WHAT TO PRODUCE –
Would you output the entries below only from the line containing "an identifier token." through the line containing "Parse the token", exactly as they stand and with both ends included?

Start of SUPPLIED RECORDS

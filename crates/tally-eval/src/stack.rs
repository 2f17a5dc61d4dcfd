//! Stack growth for deep recursion.
//!
//! Left-nested operator chains and recursive calls both recurse through
//! the evaluator, so each level checks the remaining stack first.

/// Minimum stack space to keep available (100KB red zone).
const RED_ZONE: usize = 100 * 1024;

/// Stack space to allocate when growing (1MB).
const STACK_PER_RECURSION: usize = 1024 * 1024;

/// Run `f`, growing the stack first if less than the red zone remains.
#[inline]
#[cfg(not(target_arch = "wasm32"))]
pub(crate) fn ensure_sufficient_stack<R>(f: impl FnOnce() -> R) -> R {
    stacker::maybe_grow(RED_ZONE, STACK_PER_RECURSION, f)
}

/// WASM manages its own stack.
#[inline]
#[cfg(target_arch = "wasm32")]
pub(crate) fn ensure_sufficient_stack<R>(f: impl FnOnce() -> R) -> R {
    f()
}
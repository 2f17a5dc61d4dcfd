//! Shared types for Tally.
//!
//! This crate defines the AST node types, source spans, error codes and
//! the serializable [`Diagnostic`] used across every pipeline stage.

mod error;
mod span;
pub mod ast;

pub use error::{Diagnostic, ErrorCategory, ErrorCode};
pub use span::{SourceFile, Span};
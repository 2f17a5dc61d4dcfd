//! Core parser infrastructure: token cursor, configuration, errors, helpers.

use serde::{Deserialize, Serialize};
use std::fmt;
use tally_lexer::token::{Token, TokenKind};
use tally_types::ast::{Ident, Program};
use tally_types::{ErrorCode, Span};
use thiserror::Error;

// ── Configuration ─────────────────────────────────────────────────────────────

/// How the four arithmetic operators bind relative to each other.
#[derive(Debug, Clone, Copy, Default, PartialEq, Eq, Serialize, Deserialize)]
#[serde(rename_all = "lowercase")]
pub enum Precedence {
    /// Every operator binds equally, evaluated left to right: `2 + 3 * 4`
    /// is `(2 + 3) * 4`.
    #[default]
    Flat,
    /// `*` and `/` bind tighter than `+` and `-`.
    Standard,
}

/// Parser options.
#[derive(Debug, Clone, Copy, PartialEq, Eq, Serialize, Deserialize)]
#[serde(default)]
pub struct ParserConfig {
    pub precedence: Precedence,
    /// Maximum nesting of expressions (parentheses, assignments, call
    /// arguments) and blocks, counted together.
    pub max_nesting: u32,
}

impl Default for ParserConfig {
    fn default() -> Self {
        Self {
            precedence: Precedence::Flat,
            max_nesting: 256,
        }
    }
}

// ── Errors ────────────────────────────────────────────────────────────────────

/// What the parser wanted to see where it failed.
#[derive(Debug, Clone, Copy, PartialEq, Eq)]
pub enum Expected {
    Token(TokenKind),
    Expression,
}

impl fmt::Display for Expected {
    fn fmt(&self, f: &mut fmt::Formatter<'_>) -> fmt::Result {
        match self {
            Expected::Token(kind) => write!(f, "{kind}"),
            Expected::Expression => f.write_str("expression"),
        }
    }
}

/// Parse failure. The first one aborts the compilation unit.
#[derive(Debug, Clone, PartialEq, Eq, Error)]
pub enum ParseError {
    #[error("expected {expected}, found {}", describe_found(.found, .text))]
    UnexpectedToken {
        expected: Expected,
        found: TokenKind,
        /// Lexeme of the offending token.
        text: String,
        span: Span,
    },

    #[error("nesting exceeds {limit} levels")]
    NestingTooDeep { limit: u32, span: Span },
}

fn describe_found(found: &TokenKind, text: &str) -> String {
    match found {
        TokenKind::Integer | TokenKind::Float | TokenKind::Identifier => {
            format!("{found} '{text}'")
        }
        _ => found.to_string(),
    }
}

impl ParseError {
    pub fn code(&self) -> ErrorCode {
        match self {
            Self::UnexpectedToken { .. } => ErrorCode::UNEXPECTED_TOKEN,
            Self::NestingTooDeep { .. } => ErrorCode::NESTING_TOO_DEEP,
        }
    }

    pub fn span(&self) -> Span {
        match self {
            Self::UnexpectedToken { span, .. } | Self::NestingTooDeep { span, .. } => *span,
        }
    }
}

/// Result alias for parser operations.
pub type ParseResult<T> = Result<T, ParseError>;

/// Parse a token stream with the default configuration.
pub fn parse(tokens: Vec<Token>) -> ParseResult<Program> {
    Parser::new(tokens).parse()
}

// ── Parser ────────────────────────────────────────────────────────────────────

/// The Tally parser.
///
/// Consumes a token stream produced by the lexer and builds an AST by
/// recursive descent.
pub struct Parser {
    /// The token stream. Never empty; always ends with `Eof`.
    tokens: Vec<Token>,
    /// Current index into `tokens`.
    pos: usize,
    pub(crate) config: ParserConfig,
    /// Current expression and block nesting depth.
    depth: u32,
}

impl Parser {
    /// Create a new parser with the default configuration.
    pub fn new(tokens: Vec<Token>) -> Self {
        Self::with_config(tokens, ParserConfig::default())
    }

    pub fn with_config(mut tokens: Vec<Token>, config: ParserConfig) -> Self {
        if !matches!(tokens.last(), Some(t) if t.kind == TokenKind::Eof) {
            // Tokens never span lines, so the end sits on the last token's line.
            let span = match tokens.last() {
                Some(last) => {
                    let width = (last.span.end - last.span.start) as u32;
                    Span::point(last.span.end, last.span.line, last.span.col + width)
                }
                None => Span::point(0, 1, 1),
            };
            tokens.push(Token::new(TokenKind::Eof, "", span));
        }
        Self {
            tokens,
            pos: 0,
            config,
            depth: 0,
        }
    }

    // ── Token Cursor ──────────────────────────────────────────────────────────

    /// Returns the current token without advancing.
    pub(crate) fn peek(&self) -> &Token {
        &self.tokens[self.pos.min(self.tokens.len() - 1)]
    }

    /// Returns the kind of the current token.
    pub(crate) fn peek_kind(&self) -> TokenKind {
        self.peek().kind
    }

    /// Look ahead by `n` tokens from current position. Saturates at `Eof`.
    pub(crate) fn look_ahead(&self, n: usize) -> TokenKind {
        self.tokens
            .get(self.pos + n)
            .map(|t| t.kind)
            .unwrap_or(TokenKind::Eof)
    }

    /// Advance the cursor by one and return the consumed token.
    /// Never moves past the final `Eof`.
    pub(crate) fn advance(&mut self) -> Token {
        let token = self.peek().clone();
        if self.pos < self.tokens.len() - 1 {
            self.pos += 1;
        }
        token
    }

    /// Returns the span of the current token.
    pub(crate) fn current_span(&self) -> Span {
        self.peek().span
    }

    /// Returns `true` if the current token is `Eof`.
    pub(crate) fn at_end(&self) -> bool {
        self.peek_kind() == TokenKind::Eof
    }

    pub(crate) fn check(&self, kind: TokenKind) -> bool {
        self.peek_kind() == kind
    }

    /// If the current token matches, advance and return `true`.
    pub(crate) fn eat(&mut self, kind: TokenKind) -> bool {
        if self.check(kind) {
            self.advance();
            true
        } else {
            false
        }
    }

    // ── Expect Helpers ────────────────────────────────────────────────────────

    /// Expect a specific token kind.
    pub(crate) fn expect(&mut self, expected: TokenKind) -> ParseResult<Token> {
        if self.check(expected) {
            Ok(self.advance())
        } else {
            Err(self.unexpected(Expected::Token(expected)))
        }
    }

    /// Expect an identifier token.
    pub(crate) fn expect_identifier(&mut self) -> ParseResult<Ident> {
        let token = self.expect(TokenKind::Identifier)?;
        Ok(Ident::new(token.text, token.span))
    }

    // ── Nesting ───────────────────────────────────────────────────────────────

    /// Enter a nested expression or block. Fails once the depth passes
    /// `max_nesting`, before the recursion can exhaust the stack.
    pub(crate) fn enter_nesting(&mut self) -> ParseResult<()> {
        if self.depth >= self.config.max_nesting {
            return Err(ParseError::NestingTooDeep {
                limit: self.config.max_nesting,
                span: self.current_span(),
            });
        }
        self.depth += 1;
        Ok(())
    }

    pub(crate) fn exit_nesting(&mut self) {
        self.depth -= 1;
    }

    // ── Error Reporting ───────────────────────────────────────────────────────

    /// Build an error describing the current token.
    pub(crate) fn unexpected(&self, expected: Expected) -> ParseError {
        let token = self.peek();
        ParseError::UnexpectedToken {
            expected,
            found: token.kind,
            text: token.text.clone(),
            span: token.span,
        }
    }

    // ── Public API ────────────────────────────────────────────────────────────

    /// Parse the token stream into a `Program` AST.
    pub fn parse(mut self) -> ParseResult<Program> {
        let program = self.parse_program()?;
        tracing::debug!(statements = program.stmts.len(), "parsed program");
        Ok(program)
    }
}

End of SUPPLIED RECORDS

WRITTEN REPLY –
    /// Expect an identifier token.
    pub(crate) fn expect_identifier(&mut self) -> ParseResult<Ident> {
        let token = self.expect(TokenKind::Identifier)?;
        Ok(Ident::new(token.text, token.span))
    }

    // ── Nesting ───────────────────────────────────────────────────────────────

    /// Enter a nested expression or block. Fails once the depth passes
    /// `max_nesting`, before the recursion can exhaust the stack.
    pub(crate) fn enter_nesting(&mut self) -> ParseResult<()> {
        if self.depth >= self.config.max_nesting {
            return Err(ParseError::NestingTooDeep {
                limit: self.config.max_nesting,
                span: self.current_span(),
            });
        }
        self.depth += 1;
        Ok(())
    }

    pub(crate) fn exit_nesting(&mut self) {
        self.depth -= 1;
    }

    // ── Error Reporting ───────────────────────────────────────────────────────

    /// Build an error describing the current token.
    pub(crate) fn unexpected(&self, expected: Expected) -> ParseError {
        let token = self.peek();
        ParseError::UnexpectedToken {
            expected,
            found: token.kind,
            text: token.text.clone(),
            span: token.span,
        }
    }

    // ── Public API ────────────────────────────────────────────────────────────

    /// Parse the token stream into a `Program` AST.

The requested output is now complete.